* _Requirement_
Each record must be printed exactly as given.

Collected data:
===============
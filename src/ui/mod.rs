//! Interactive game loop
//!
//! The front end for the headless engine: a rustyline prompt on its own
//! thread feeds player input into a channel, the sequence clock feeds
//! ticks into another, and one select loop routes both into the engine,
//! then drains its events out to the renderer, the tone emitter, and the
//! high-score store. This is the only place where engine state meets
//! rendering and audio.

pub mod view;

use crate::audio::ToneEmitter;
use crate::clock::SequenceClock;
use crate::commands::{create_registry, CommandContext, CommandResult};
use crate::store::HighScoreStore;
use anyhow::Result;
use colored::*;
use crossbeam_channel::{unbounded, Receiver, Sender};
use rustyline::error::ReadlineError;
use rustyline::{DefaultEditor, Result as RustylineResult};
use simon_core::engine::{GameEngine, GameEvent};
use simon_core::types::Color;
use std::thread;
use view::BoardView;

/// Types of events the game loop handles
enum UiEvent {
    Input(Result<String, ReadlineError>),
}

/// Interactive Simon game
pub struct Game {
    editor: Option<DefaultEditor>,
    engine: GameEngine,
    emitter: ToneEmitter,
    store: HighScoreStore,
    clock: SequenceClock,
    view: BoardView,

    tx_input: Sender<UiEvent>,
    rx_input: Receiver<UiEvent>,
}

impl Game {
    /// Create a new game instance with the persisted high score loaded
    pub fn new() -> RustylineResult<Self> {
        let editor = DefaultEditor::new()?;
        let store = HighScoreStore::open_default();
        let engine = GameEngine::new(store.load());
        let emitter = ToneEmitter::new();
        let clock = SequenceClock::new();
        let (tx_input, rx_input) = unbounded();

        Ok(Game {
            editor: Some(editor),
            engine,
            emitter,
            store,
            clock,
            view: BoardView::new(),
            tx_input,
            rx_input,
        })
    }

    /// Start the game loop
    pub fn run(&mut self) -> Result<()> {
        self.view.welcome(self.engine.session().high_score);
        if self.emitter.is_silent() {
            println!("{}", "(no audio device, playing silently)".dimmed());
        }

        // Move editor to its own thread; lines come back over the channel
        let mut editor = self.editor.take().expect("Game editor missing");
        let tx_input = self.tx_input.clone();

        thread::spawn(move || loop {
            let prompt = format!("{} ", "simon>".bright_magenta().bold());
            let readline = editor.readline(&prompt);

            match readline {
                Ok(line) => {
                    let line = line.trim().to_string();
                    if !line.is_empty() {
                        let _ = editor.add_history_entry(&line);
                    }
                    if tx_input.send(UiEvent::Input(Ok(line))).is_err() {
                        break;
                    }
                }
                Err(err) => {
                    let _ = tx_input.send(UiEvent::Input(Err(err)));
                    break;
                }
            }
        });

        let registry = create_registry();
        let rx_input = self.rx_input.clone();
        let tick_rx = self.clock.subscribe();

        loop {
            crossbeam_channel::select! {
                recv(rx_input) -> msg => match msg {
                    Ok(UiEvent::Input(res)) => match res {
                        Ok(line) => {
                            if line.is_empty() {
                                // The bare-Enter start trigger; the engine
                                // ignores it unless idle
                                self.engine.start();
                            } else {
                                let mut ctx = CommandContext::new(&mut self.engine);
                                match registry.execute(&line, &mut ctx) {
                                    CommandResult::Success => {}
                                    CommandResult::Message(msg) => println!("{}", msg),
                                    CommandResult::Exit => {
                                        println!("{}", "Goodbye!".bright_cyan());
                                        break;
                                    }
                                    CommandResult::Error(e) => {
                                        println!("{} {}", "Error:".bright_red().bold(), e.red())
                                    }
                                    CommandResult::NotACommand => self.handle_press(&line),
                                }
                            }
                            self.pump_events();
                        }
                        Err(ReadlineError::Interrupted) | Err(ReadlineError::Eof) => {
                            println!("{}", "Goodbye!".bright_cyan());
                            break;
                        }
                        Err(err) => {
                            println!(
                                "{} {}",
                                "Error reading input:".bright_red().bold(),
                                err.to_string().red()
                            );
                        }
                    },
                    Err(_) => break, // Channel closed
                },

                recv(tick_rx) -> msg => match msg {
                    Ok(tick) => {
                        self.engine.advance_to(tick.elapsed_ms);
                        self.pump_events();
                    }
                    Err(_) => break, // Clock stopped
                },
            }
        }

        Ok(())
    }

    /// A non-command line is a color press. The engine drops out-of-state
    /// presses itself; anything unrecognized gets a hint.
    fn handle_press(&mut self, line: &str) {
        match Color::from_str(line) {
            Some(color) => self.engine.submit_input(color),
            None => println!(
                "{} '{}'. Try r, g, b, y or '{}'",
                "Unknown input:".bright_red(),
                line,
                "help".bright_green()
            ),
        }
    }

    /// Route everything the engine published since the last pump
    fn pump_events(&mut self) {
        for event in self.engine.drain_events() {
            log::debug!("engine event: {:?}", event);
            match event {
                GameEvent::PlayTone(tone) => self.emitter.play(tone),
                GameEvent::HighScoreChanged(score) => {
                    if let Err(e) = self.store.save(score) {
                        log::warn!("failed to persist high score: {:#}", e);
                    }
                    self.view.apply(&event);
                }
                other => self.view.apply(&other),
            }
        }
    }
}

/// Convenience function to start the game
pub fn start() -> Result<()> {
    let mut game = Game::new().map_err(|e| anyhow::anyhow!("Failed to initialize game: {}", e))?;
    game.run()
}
===============
* _Task solution_
filename src/ui/mod.rs
//! Interactive game loop
//!
//! The front end for the headless engine: a rustyline prompt on its own
//! thread feeds player input into a channel, the sequence clock feeds
//! ticks into another, and one select loop routes both into the engine,
//! then drains its events out to the renderer, the tone emitter, and the
//! high-score store. This is the only place where engine state meets
//! rendering and audio.

pub mod view;

use crate::audio::ToneEmitter;
use crate::clock::SequenceClock;
use crate::commands::{create_registry, CommandContext, CommandResult};
use crate::store::HighScoreStore;
use anyhow::Result;
use colored::*;
use crossbeam_channel::{unbounded, Receiver, Sender};
use rustyline::error::ReadlineError;
use rustyline::{DefaultEditor, Result as RustylineResult};
use simon_core::engine::{GameEngine, GameEvent};
use simon_core::types::Color;
use std::thread;
use view::BoardView;

/// Types of events the game loop handles
enum UiEvent {
    Input(Result<String, ReadlineError>),
}

/// Interactive Simon game
pub struct Game {
    editor: Option<DefaultEditor>,
    engine: GameEngine,
    emitter: ToneEmitter,
    store: HighScoreStore,
    clock: SequenceClock,
    view: BoardView,

    tx_input: Sender<UiEvent>,
    rx_input: Receiver<UiEvent>,
}

impl Game {
    /// Create a new game instance with the persisted high score loaded
    pub fn new() -> RustylineResult<Self> {
        let editor = DefaultEditor::new()?;
        let store = HighScoreStore::open_default();
        let engine = GameEngine::new(store.load());
        let emitter = ToneEmitter::new();
        let clock = SequenceClock::new();
        let (tx_input, rx_input) = unbounded();

        Ok(Game {
            editor: Some(editor),
            engine,
            emitter,
            store,
            clock,
            view: BoardView::new(),
            tx_input,
            rx_input,
        })
    }

    /// Start the game loop
    pub fn run(&mut self) -> Result<()> {
        self.view.welcome(self.engine.session().high_score);
        if self.emitter.is_silent() {
            println!("{}", "(no audio device, playing silently)".dimmed());
        }

        // Move editor to its own thread; lines come back over the channel
        let mut editor = self.editor.take().expect("Game editor missing");
        let tx_input = self.tx_input.clone();

        thread::spawn(move || loop {
            let prompt = format!("{} ", "simon>".bright_magenta().bold());
            let readline = editor.readline(&prompt);

            match readline {
                Ok(line) => {
                    let line = line.trim().to_string();
                    if !line.is_empty() {
                        let _ = editor.add_history_entry(&line);
                    }
                    if tx_input.send(UiEvent::Input(Ok(line))).is_err() {
                        break;
                    }
                }
                Err(err) => {
                    let _ = tx_input.send(UiEvent::Input(Err(err)));
                    break;
                }
            }
        });

        let registry = create_registry();
        let rx_input = self.rx_input.clone();
        let tick_rx = self.clock.subscribe();

        loop {
            crossbeam_channel::select! {
                recv(rx_input) -> msg => match msg {
                    Ok(UiEvent::Input(res)) => match res {
                        Ok(line) => {
                            if line.is_empty() {
                                // The bare-Enter start trigger; the engine
                                // ignores it unless idle
                                self.engine.start();
                            } else {
                                let mut ctx = CommandContext::new(&mut self.engine);
                                match registry.execute(&line, &mut ctx) {
                                    CommandResult::Success => {}
                                    CommandResult::Message(msg) => println!("{}", msg),
                                    CommandResult::Exit => {
                                        println!("{}", "Goodbye!".bright_cyan());
                                        break;
                                    }
                                    CommandResult::Error(e) => {
                                        println!("{} {}", "Error:".bright_red().bold(), e.red())
                                    }
                                    CommandResult::NotACommand => self.handle_press(&line),
                                }
                            }
                            self.pump_events();
                        }
                        Err(ReadlineError::Interrupted) | Err(ReadlineError::Eof) => {
                            println!("{}", "Goodbye!".bright_cyan());
                            break;
                        }
                        Err(err) => {
                            println!(
                                "{} {}",
                                "Error reading input:".bright_red().bold(),
                                err.to_string().red()
                            );
                        }
                    },
                    Err(_) => break, // Channel closed
                },

                recv(tick_rx) -> msg => match msg {
                    Ok(tick) => {
                        self.engine.advance_to(tick.elapsed_ms);
                        self.pump_events();
                    }
                    Err(_) => break, // Clock stopped
                },
            }
        }

        Ok(())
    }

    /// A non-command line is a color press. The engine drops out-of-state
    /// presses itself; anything unrecognized gets a hint.
    fn handle_press(&mut self, line: &str) {
        match Color::from_str(line) {
            Some(color) => self.engine.submit_input(color),
            None => println!(
                "{} '{}'. Try r, g, b, y or '{}'",
                "Unknown input:".bright_red(),
                line,
                "help".bright_green()
            ),
        }
    }

    /// Route everything the engine published since the last pump
    fn pump_events(&mut self) {
        for event in self.engine.drain_events() {
            log::debug!("engine event: {:?}", event);
            match event {
                GameEvent::PlayTone(tone) => self.emitter.play(tone),
                GameEvent::HighScoreChanged(score) => {
                    if let Err(e) = self.store.save(score) {
                        log::warn!("failed to persist high score: {:#}", e);
                    }
                    self.view.apply(&event);
                }
                other => self.view.apply(&other),
            }
        }
    }
}

/// Convenience function to start the game
pub fn start() -> Result<()> {
    let mut game = Game::new().map_err(|e| anyhow::anyhow!("Failed to initialize game: {}", e))?;
    game.run()
}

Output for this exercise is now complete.